Unable to optimize Fractal code with Numba

I am writing code to visualize Mandelbrot sets and other fractals. Below is a snippet of the code that is being run. The code runs perfectly fine as is, but I am trying to optimize it to make higher resolution images faster. I've tried using caching on fractal(), along with @jit and @njit from Numba. Caching resulted in a crash (from memory overflow I'm assuming) and @jit just slows down the execution of my program by a factor of 6. I am also aware of the many mathematical ways there are of making my code run faster, as I've seen on the Wikipedia page, but I would like to see if I can get one of the above methods or some alternative to work.

For creating multiple images in a row (to make a zoom animation, like this one) I've implemented multiprocessing (which seems to run 9 processes at once) but I don't know how to implement the same in the creation of a single high resolution image.

Here is my code snippet:

import numpy as np
import cv2
import cmath
import math

# pick the fractal
def fractal(z,c):
# Mandelbrot
    if fractal_type == 0:
        return z**d + c
# Burning Ship
    if fractal_type == 1:
        return complex(abs(z.real), abs(z.imag))**d + c

#naive escape time algorithm
def naive_escape(arr):
    h = arr[0]
    w = arr[1]
    d = arr[2]
    zoom = pow(1.5, arr[3]) * pow(10,int(np.log10(h)))
    x_cen = arr[4]
    y_cen = arr[5]

    for i in range(w):
        sys.stdout.write("\r{0:03}%".format(np.round(i/w * 100, 4)))

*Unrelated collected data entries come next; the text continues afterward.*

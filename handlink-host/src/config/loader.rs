//! TOML configuration loading

use std::fs;
use std::path::{Path, PathBuf};
use std::time::Duration;

use handlink_core::{ConfigError, PipelineConfig};
use handlink_hal::{RetryPolicy, SerialConfig};
use handlink_protocol::DEFAULT_BAUD;
use serde::Deserialize;
use thiserror::Error;
use tracing::{debug, info};

/// Configuration shipped inside the binary
const DEFAULT_TOML: &str = include_str!("../../handlink.toml");

/// Keys allowed outside any table
///
/// The pipeline section is flattened into the top level, which serde cannot
/// check for unknown keys, so the document's own keys are checked here.
const TOP_LEVEL_KEYS: &[&str] = &[
    "serial",
    "source",
    "filter",
    "neutral_deg",
    "lost_policy",
    "channels",
];

/// Configuration loading errors
#[derive(Debug, Error)]
pub enum LoadError {
    #[error("failed to read {}: {source}", path.display())]
    Read {
        path: PathBuf,
        #[source]
        source: std::io::Error,
    },
    #[error("invalid TOML: {0}")]
    Parse(#[from] toml::de::Error),
    #[error("unknown top-level key `{0}`")]
    UnknownKey(String),
    #[error(transparent)]
    Pipeline(#[from] ConfigError),
    #[error("serial: {0}")]
    Serial(&'static str),
    #[error("source: min_confidence must be within [0, 1], got {0}")]
    MinConfidence(f32),
}

/// Serial port settings
#[derive(Debug, Clone, PartialEq, Eq, Deserialize)]
#[serde(default, deny_unknown_fields)]
pub struct SerialSection {
    pub port: String,
    pub baud: u32,
    /// Open attempts before giving up
    pub open_attempts: u8,
    /// Delay between open attempts (ms)
    pub open_backoff_ms: u64,
    /// Delay after opening, before the first frame (ms)
    pub settle_ms: u64,
    /// Longest a frame may wait for room in the output buffer (ms)
    pub write_timeout_ms: u64,
}

impl Default for SerialSection {
    fn default() -> Self {
        let retry = RetryPolicy::default();
        Self {
            port: "/dev/ttyUSB0".into(),
            baud: DEFAULT_BAUD,
            open_attempts: retry.attempts,
            open_backoff_ms: retry.backoff.as_millis() as u64,
            settle_ms: 1500,
            write_timeout_ms: 10,
        }
    }
}

impl SerialSection {
    pub fn retry_policy(&self) -> RetryPolicy {
        RetryPolicy::new(self.open_attempts, Duration::from_millis(self.open_backoff_ms))
    }

    pub fn line_config(&self) -> SerialConfig {
        SerialConfig::with_baud(self.baud)
    }

    pub fn settle(&self) -> Duration {
        Duration::from_millis(self.settle_ms)
    }

    pub fn write_timeout(&self) -> Duration {
        Duration::from_millis(self.write_timeout_ms)
    }
}

/// Landmark source settings
#[derive(Debug, Clone, PartialEq, Deserialize)]
#[serde(default, deny_unknown_fields)]
pub struct SourceSection {
    /// Hands scored below this are treated as absent
    pub min_confidence: f32,
    /// Detector program and arguments; empty reads stdin
    pub command: Vec<String>,
}

impl Default for SourceSection {
    fn default() -> Self {
        Self {
            min_confidence: 0.6,
            command: Vec::new(),
        }
    }
}

/// Everything the host needs to run
#[derive(Debug, Clone, PartialEq, Default, Deserialize)]
#[serde(default)]
pub struct HostConfig {
    pub serial: SerialSection,
    pub source: SourceSection,
    #[serde(flatten)]
    pub pipeline: PipelineConfig,
}

impl HostConfig {
    pub fn validate(&self) -> Result<(), LoadError> {
        self.pipeline.validate()?;

        if self.serial.port.is_empty() {
            return Err(LoadError::Serial("port must not be empty"));
        }
        if self.serial.baud == 0 {
            return Err(LoadError::Serial("baud must be non-zero"));
        }
        if self.serial.open_attempts == 0 {
            return Err(LoadError::Serial("open_attempts must be at least 1"));
        }
        if self.serial.write_timeout_ms == 0 {
            return Err(LoadError::Serial("write_timeout_ms must be at least 1"));
        }

        let confidence = self.source.min_confidence;
        if !(0.0..=1.0).contains(&confidence) {
            return Err(LoadError::MinConfidence(confidence));
        }

        Ok(())
    }
}

/// Parse and validate a TOML document
pub fn parse(text: &str) -> Result<HostConfig, LoadError> {
    let document: toml::Table = toml::from_str(text)?;
    if let Some(key) = document
        .keys()
        .find(|key| !TOP_LEVEL_KEYS.contains(&key.as_str()))
    {
        return Err(LoadError::UnknownKey(key.clone()));
    }

    let config: HostConfig = toml::from_str(text)?;
    config.validate()?;
    Ok(config)
}

/// Load configuration from a file
pub fn load(path: &Path) -> Result<HostConfig, LoadError> {
    info!(path = %path.display(), "loading configuration");
    let text = fs::read_to_string(path).map_err(|source| LoadError::Read {
        path: path.to_path_buf(),
        source,
    })?;
    parse(&text)
}

/// Load the embedded default configuration
pub fn load_default() -> Result<HostConfig, LoadError> {
    debug!("using embedded default configuration");
    parse(DEFAULT_TOML)
}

        for j in range(h):
            it = 0
            cx = i - int(w/2)
            cy = j - int(h/2)
            sx = (cx / (zoom)) + x_cen
            sy = (cy / (zoom)) - y_cen

            c = complex(sx,sy)
            z = complex(0.0,0.0)

            while ((z.real)**2 + (z.imag)**2 <= 2**d) and (it < max_it):
                z = fractal(z,c)
                it += 1

            img[j][i] = color_dict[it]


    name = "fractal"

    cv2.imwrite("{}.png".format(name), img)
    print("\n{} created!\n".format(name), fractal_type)

I should clarify that the reason the coloring function naive_escape() takes an array input is because of my implementation of multiprocessing. Since map() in multiprocessing only allows us to map the function with one input, I just pass an array with all my input values.

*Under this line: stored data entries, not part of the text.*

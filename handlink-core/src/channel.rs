//! Actuator channels and the per-channel value vectors
//!
//! Channel order is fixed and matches the positional order of the wire
//! frame: thumb, index, middle, ring, pinky.

use core::fmt;
use core::ops::Index;

#[cfg(feature = "serde")]
use serde::{Deserialize, Serialize};

pub use handlink_protocol::CHANNEL_COUNT;

/// One independently controlled actuator axis
#[derive(Debug, Clone, Copy, PartialEq, Eq, Hash, PartialOrd, Ord)]
#[cfg_attr(feature = "serde", derive(Serialize, Deserialize))]
#[cfg_attr(feature = "serde", serde(rename_all = "lowercase"))]
pub enum Channel {
    Thumb,
    Index,
    Middle,
    Ring,
    Pinky,
}

impl Channel {
    /// All channels in wire order
    pub const ALL: [Channel; CHANNEL_COUNT] = [
        Channel::Thumb,
        Channel::Index,
        Channel::Middle,
        Channel::Ring,
        Channel::Pinky,
    ];

    /// Position of this channel in a frame
    pub const fn index(self) -> usize {
        self as usize
    }

    /// Lowercase channel name
    pub const fn name(self) -> &'static str {
        match self {
            Channel::Thumb => "thumb",
            Channel::Index => "index",
            Channel::Middle => "middle",
            Channel::Ring => "ring",
            Channel::Pinky => "pinky",
        }
    }
}

impl fmt::Display for Channel {
    fn fmt(&self, f: &mut fmt::Formatter<'_>) -> fmt::Result {
        f.write_str(self.name())
    }
}

/// Per-channel flexion, each value in `[0, 1]`
///
/// 0 is fully extended, 1 is fully flexed. The constructor clamps, so every
/// `CurlVector` in circulation satisfies the range.
#[derive(Debug, Clone, Copy, PartialEq, Default)]
pub struct CurlVector([f32; CHANNEL_COUNT]);

impl CurlVector {
    /// Create a curl vector, clamping each value into `[0, 1]`
    ///
    /// NaN becomes 0 (treated as extended).
    pub fn new(values: [f32; CHANNEL_COUNT]) -> Self {
        Self(values.map(|c| if c.is_nan() { 0.0 } else { c.clamp(0.0, 1.0) }))
    }

    /// Same curl on every channel
    pub fn splat(value: f32) -> Self {
        Self::new([value; CHANNEL_COUNT])
    }

    /// Raw values in channel order
    pub fn values(&self) -> &[f32; CHANNEL_COUNT] {
        &self.0
    }
}

impl Index<Channel> for CurlVector {
    type Output = f32;

    fn index(&self, channel: Channel) -> &f32 {
        &self.0[channel.index()]
    }
}

/// Commanded mechanical position, degrees per channel
#[derive(Debug, Clone, Copy, PartialEq, Default)]
#[cfg_attr(feature = "serde", derive(Serialize, Deserialize))]
#[cfg_attr(feature = "serde", serde(transparent))]
pub struct AngleVector(pub [f32; CHANNEL_COUNT]);

impl AngleVector {
    /// Create an angle vector
    pub const fn new(values: [f32; CHANNEL_COUNT]) -> Self {
        Self(values)
    }

    /// Same angle on every channel
    pub const fn splat(value: f32) -> Self {
        Self([value; CHANNEL_COUNT])
    }

    /// Raw values in channel order
    pub fn values(&self) -> &[f32; CHANNEL_COUNT] {
        &self.0
    }

    /// Combine with another vector channel by channel
    pub fn zip_map(&self, other: &AngleVector, mut f: impl FnMut(f32, f32) -> f32) -> AngleVector {
        let mut out = [0.0; CHANNEL_COUNT];
        for (i, slot) in out.iter_mut().enumerate() {
            *slot = f(self.0[i], other.0[i]);
        }
        AngleVector(out)
    }

    /// Largest per-channel absolute difference
    pub fn max_abs_diff(&self, other: &AngleVector) -> f32 {
        self.0
            .iter()
            .zip(other.0.iter())
            .map(|(a, b)| (a - b).abs())
            .fold(0.0, f32::max)
    }
}

impl Index<Channel> for AngleVector {
    type Output = f32;

    fn index(&self, channel: Channel) -> &f32 {
        &self.0[channel.index()]
    }
}

impl fmt::Display for AngleVector {
    fn fmt(&self, f: &mut fmt::Formatter<'_>) -> fmt::Result {
        for (i, channel) in Channel::ALL.iter().enumerate() {
            if i > 0 {
                f.write_str(" ")?;
            }
            write!(f, "{}:{:3.0}", &channel.name()[..2], self.0[i])?;
        }
        Ok(())
    }
}

#[cfg(test)]
mod tests {
    use super::*;

    #[test]
    fn test_channel_order_matches_wire() {
        for (i, channel) in Channel::ALL.iter().enumerate() {
            assert_eq!(channel.index(), i);
        }
        assert_eq!(Channel::ALL.len(), CHANNEL_COUNT);
    }

    #[test]
    fn test_curl_vector_clamps() {
        let curls = CurlVector::new([-0.5, 0.25, 1.5, f32::NAN, 1.0]);
        assert_eq!(curls.values(), &[0.0, 0.25, 1.0, 0.0, 1.0]);
        assert_eq!(curls[Channel::Index], 0.25);
    }

    #[test]
    fn test_angle_display() {
        let angles = AngleVector::new([180.0, 0.0, 90.0, 45.0, 7.0]);
        assert_eq!(angles.to_string(), "th:180 in:  0 mi: 90 ri: 45 pi:  7");
    }

    #[test]
    fn test_max_abs_diff() {
        let a = AngleVector::splat(90.0);
        let b = AngleVector::new([90.0, 80.0, 95.0, 90.0, 90.0]);
        assert_eq!(a.max_abs_diff(&b), 10.0);
    }
}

The code pasted above is a snippet from a much bigger file, so please excuse me for any syntax errors.

Any help in making my code faster would be greatly appreciated!

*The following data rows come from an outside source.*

//! Per-frame step limiting
//!
//! Bounds how far any channel may move between consecutive frames, so one
//! noisy detection cannot command a large instantaneous actuator jump.

use crate::channel::AngleVector;

/// Default maximum step per frame (degrees)
pub const DEFAULT_MAX_STEP_DEG: f32 = 10.0;

#[derive(Debug, Clone, Copy, PartialEq)]
pub struct RateLimiter {
    max_step: f32,
}

impl Default for RateLimiter {
    fn default() -> Self {
        Self::new(DEFAULT_MAX_STEP_DEG)
    }
}

impl RateLimiter {
    /// Create a limiter; `f32::INFINITY` disables limiting
    ///
    /// Negative or NaN steps act as 0 (hold).
    pub fn new(max_step: f32) -> Self {
        Self {
            max_step: max_step.max(0.0),
        }
    }

    pub fn max_step(&self) -> f32 {
        self.max_step
    }

    pub fn limit(&self, previous: &AngleVector, proposed: &AngleVector) -> AngleVector {
        let step = self.max_step;
        proposed.zip_map(previous, |next, prev| {
            let delta = next - prev;
            if delta.abs() <= step {
                next
            } else {
                prev + delta.clamp(-step, step)
            }
        })
    }
}
//! Actuator Command Wire Protocol
//!
//! This crate defines the serial protocol between the hand-tracking host
//! and the actuator controller (an ESP32/PCA9685 servo bank or similar).
//! The protocol is deliberately minimal: plain ASCII, fire-and-forget, no
//! checksum and no acknowledgment.
//!
//! # Protocol Overview
//!
//! One frame per control-loop iteration:
//! ```text
//! <thumb>,<index>,<middle>,<ring>,<pinky>\n
//! ```
//!
//! Each value is a base-10, non-negative integer angle in degrees. The
//! controller applies the five values to its five actuator channels in
//! fixed positional order. A fresher frame always supersedes an older one,
//! so a lost frame needs no recovery.

#![no_std]
#![deny(unsafe_code)]

pub mod frame;
pub mod parser;

pub use frame::{Command, FrameError, WireFrame, CHANNEL_COUNT, MAX_FRAME_SIZE};
pub use parser::{LineParser, ParseError};

/// Canonical baud rate of the actuator link
pub const DEFAULT_BAUD: u32 = 115_200;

  • This older answer deals specifically with vectorization, but some additional optimization can be done.

    You can start with Numpy vectorization, convenient but not really fast:

    def mandelbrot_numpy(c: complex, max_it: int) -> int:
        z = c
        for i in range(max_it):
            if abs(z) > 2:
                return i
            z = z**2 + c
        return 0

    Or Numba vectorization, which improves speed by an order of magnitude:

    @nb.vectorize([nb.u2(nb.c16, nb.i8)])
    def mandelbrot_numba(c: complex, max_it: int) -> int:
        z = c
        for i in range(max_it):
            if abs(z) > 2:
                return i
            z = z**2 + c
        return 0

    Then you can apply some of the usual optimizations:

    @nb.vectorize([nb.u2(nb.c16, nb.u2)])
    def mandelbrot_numba_opt(c: complex, max_it: int) -> int:
        x = cx = c.real
        y = cy = c.imag
        for i in range(max_it):
            x2 = x*x
            y2 = y*y
            if x2 + y2 > 4:
                return i
            y = (x+x)*y + cy
            x = x2 - y2 + cx
        return 0

    And you can also parallelize it (by rows in this example):

    @nb.njit([nb.u2[:,:](nb.c16[:,:], nb.u2)], parallel=True)
    def mandelbrot_parallel(c: np.ndarray, max_it: int) -> np.ndarray:
        result = np.zeros_like(c, dtype=nb.u2)
        for row in nb.prange(len(c)):
            result[row] = mandelbrot_numba_opt(c[row], max_it)
        return result

    Some timings on a 1000x1000 array:

    N = 1000
    x = np.linspace(-2, 2, N).reshape((1, -1))
    y = x.T
    c = x + 1j * y
    %timeit mandelbrot_numpy(c, 99)
    1.59 s ± 40.9 ms per loop (mean ± std. dev. of 7 runs, 1 loop each)
    %timeit mandelbrot_numba(c, 99)
    100 ms ± 406 µs per loop (mean ± std. dev. of 7 runs, 10 loops each)
    %timeit mandelbrot_numba_opt(c, 99)
    35 ms ± 140 µs per loop (mean ± std. dev. of 7 runs, 10 loops each)
    %timeit mandelbrot_parallel(c, 99)
    10.9 ms ± 64.3 µs per loop (mean ± std. dev. of 7 runs, 100 loops each)